The village of Ashwaubenon has corrected an ongoing injustice. Beginning on August 12th, 2005, drinking on the streets in the Lambeau Entertainment District will be permitted. Ashwaubenon is located near Lambeau Field and for years Packers fans were outcasts in this tiny community.

"They're always hassling us" slurred one green and gold clad victim who had trouble recalling his name. "They let people drink Cokes there, but they won't let us knock back a couple of the state beverages. They're always on our case."

Fortunately, we live in a country where justice prevails.


We learn more from a story in Wednesday's Green Bay Press-Gazette

ASHWAUBENON--The Village Board on Tuesday loosened its rules on open intoxicants near Lambeau Field--but that doesn't mean you should pop open a cold one for Thursday's preseason Packers game.

The board unanimously agreed to allow people to drink on sidewalks and in public parking lots in a designated Lambeau Field Entertainment District on Packers home game days and for other special events.

But beware--the new ordinance isn't official until it's published Friday. That means things won't change till the Packers' Aug. 26 home game.

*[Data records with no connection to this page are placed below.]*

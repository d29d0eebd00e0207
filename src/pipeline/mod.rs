//! Pipeline stages for report extraction.
//!
//! Each submodule owns one step; the orchestrator in [`crate::extract`]
//! strings them together per document.
//!
//! ## Data Flow
//!
//! ```text
//! input ──▶ document ──▶ session ──▶ json ──▶ store
//!              │
//!              ├──▶ segment ──▶ tables / zipcodes (per submarket, local)
//!              └──▶ report (snapshot + tables → derived record)
//! ```
//!
//! 1. [`input`]   : validate the path and decide PDF vs. plain text
//! 2. [`document`]: page text via pdfium (`spawn_blocking`), page-range
//!    writes for sub-documents
//! 3. [`session`] : grounded Q&A over the document; the only stage with
//!    network I/O
//! 4. [`json`]    : recover and repair the fenced JSON block of an answer
//! 5. [`segment`] : locate each submarket's pages and write its slice
//! 6. [`tables`]  : scrape the HISTORICAL DATA page into row blocks
//! 7. [`zipcodes`]: scrape the zip code list of a submarket
//! 8. [`report`]  : derive the submarket report record

pub mod document;
pub mod input;
pub mod json;
pub mod report;
pub mod segment;
pub mod session;
pub mod tables;
pub mod zipcodes;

And it still will be illegal to drink on the streets or while driving.


Fascists.

While on the subject, JB Doubtless points us to a paper by Radley Balko titled The Back Door to Prohibition: The New War on Social Drinking:

Taken together, the well-organized efforts of activists, law enforcement, and policymakers portend an approaching "back-door prohibition"--an effort to curb what some of them call the "environment of alcoholism"--instead of holding individual drinkers responsible for their actions. Policymakers should be wary of attempts to restrict choice when it comes to alcohol. Such policies place the external costs attributable to a small number of alcohol abusers on the large percentage of people who consume alcohol responsibly. Those efforts didn't work when enacted as a wide-scale, federal prohibition, and they are also ineffective and counterproductive when implemented incrementally.